**What the task requires**
The stretch wanted below opens at the line containing "None => config.mongo" and closes at the line containing "if let Some(dir) = &self.jsonl_dir". Please return it exactly, with no other lines.

**Input**

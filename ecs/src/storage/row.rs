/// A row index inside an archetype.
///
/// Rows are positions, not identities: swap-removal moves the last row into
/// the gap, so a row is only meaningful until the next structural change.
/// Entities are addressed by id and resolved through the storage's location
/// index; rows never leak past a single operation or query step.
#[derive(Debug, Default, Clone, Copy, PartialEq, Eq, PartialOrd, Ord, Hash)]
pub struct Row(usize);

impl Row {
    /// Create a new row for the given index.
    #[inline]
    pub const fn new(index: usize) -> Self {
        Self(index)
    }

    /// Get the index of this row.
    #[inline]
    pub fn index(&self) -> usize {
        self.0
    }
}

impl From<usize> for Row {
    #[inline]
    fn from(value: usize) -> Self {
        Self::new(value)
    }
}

* * *

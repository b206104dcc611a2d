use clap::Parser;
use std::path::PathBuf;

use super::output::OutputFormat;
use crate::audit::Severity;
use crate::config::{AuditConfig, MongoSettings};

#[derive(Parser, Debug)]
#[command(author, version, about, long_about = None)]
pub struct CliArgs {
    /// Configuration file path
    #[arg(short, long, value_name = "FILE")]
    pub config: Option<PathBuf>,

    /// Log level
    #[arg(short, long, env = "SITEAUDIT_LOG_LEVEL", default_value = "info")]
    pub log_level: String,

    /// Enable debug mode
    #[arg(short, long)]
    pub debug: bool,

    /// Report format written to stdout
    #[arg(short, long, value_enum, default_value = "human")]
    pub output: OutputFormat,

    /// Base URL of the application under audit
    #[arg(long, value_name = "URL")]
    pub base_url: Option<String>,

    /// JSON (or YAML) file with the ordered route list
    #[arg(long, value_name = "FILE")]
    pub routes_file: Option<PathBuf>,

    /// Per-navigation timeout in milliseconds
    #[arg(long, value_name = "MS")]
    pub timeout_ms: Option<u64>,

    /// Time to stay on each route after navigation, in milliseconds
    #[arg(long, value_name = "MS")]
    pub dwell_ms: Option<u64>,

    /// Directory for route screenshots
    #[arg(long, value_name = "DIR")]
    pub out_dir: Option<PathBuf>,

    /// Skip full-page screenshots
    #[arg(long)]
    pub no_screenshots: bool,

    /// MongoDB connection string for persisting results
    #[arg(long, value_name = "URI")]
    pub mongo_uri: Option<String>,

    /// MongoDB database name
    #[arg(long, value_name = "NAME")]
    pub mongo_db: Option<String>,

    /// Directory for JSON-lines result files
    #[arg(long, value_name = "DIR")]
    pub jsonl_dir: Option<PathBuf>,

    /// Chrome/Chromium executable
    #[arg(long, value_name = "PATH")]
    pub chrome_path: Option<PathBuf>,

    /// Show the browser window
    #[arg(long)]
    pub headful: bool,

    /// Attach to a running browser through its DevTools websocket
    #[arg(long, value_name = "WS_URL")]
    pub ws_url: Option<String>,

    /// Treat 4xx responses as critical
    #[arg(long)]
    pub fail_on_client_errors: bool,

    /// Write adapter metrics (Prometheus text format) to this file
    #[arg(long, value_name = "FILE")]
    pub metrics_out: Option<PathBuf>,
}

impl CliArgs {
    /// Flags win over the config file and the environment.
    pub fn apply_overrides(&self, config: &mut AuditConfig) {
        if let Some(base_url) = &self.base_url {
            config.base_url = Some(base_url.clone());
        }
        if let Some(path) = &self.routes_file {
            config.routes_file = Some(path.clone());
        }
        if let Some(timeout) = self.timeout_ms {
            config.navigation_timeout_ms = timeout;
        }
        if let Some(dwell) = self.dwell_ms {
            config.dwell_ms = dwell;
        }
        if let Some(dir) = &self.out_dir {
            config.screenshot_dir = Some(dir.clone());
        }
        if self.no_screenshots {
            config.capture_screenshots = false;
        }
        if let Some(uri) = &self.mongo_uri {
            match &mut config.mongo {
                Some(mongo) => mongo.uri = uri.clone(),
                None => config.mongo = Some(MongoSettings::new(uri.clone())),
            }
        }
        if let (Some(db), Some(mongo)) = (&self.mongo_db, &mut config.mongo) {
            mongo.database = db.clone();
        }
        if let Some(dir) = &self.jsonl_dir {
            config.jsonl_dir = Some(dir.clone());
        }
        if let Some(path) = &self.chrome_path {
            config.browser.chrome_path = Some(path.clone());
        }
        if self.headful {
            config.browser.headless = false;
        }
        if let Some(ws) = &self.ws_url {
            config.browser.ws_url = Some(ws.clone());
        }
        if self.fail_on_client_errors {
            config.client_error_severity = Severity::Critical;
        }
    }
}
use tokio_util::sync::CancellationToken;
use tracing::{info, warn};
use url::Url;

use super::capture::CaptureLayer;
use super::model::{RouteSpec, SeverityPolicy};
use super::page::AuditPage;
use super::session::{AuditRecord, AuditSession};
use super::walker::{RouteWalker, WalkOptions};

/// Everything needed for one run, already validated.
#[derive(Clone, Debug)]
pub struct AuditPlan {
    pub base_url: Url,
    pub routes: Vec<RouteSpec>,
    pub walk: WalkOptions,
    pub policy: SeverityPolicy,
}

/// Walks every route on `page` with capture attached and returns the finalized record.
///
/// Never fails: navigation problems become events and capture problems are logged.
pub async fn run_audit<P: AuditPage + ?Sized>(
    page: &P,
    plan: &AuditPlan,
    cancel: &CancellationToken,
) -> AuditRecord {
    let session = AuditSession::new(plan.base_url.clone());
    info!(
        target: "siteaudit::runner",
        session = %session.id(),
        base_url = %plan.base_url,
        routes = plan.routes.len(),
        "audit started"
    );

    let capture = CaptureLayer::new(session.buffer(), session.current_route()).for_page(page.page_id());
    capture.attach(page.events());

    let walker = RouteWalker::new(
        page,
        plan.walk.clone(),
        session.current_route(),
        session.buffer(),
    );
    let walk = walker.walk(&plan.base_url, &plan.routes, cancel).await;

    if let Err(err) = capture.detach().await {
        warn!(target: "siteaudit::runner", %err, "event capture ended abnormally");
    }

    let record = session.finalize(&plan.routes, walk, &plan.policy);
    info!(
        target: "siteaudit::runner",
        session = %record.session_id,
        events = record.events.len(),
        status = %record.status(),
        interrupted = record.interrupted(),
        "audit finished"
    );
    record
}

**Exercise answer**
                None => config.mongo = Some(MongoSettings::new(uri.clone())),
            }
        }
        if let (Some(db), Some(mongo)) = (&self.mongo_db, &mut config.mongo) {
            mongo.database = db.clone();
        }
        if let Some(dir) = &self.jsonl_dir {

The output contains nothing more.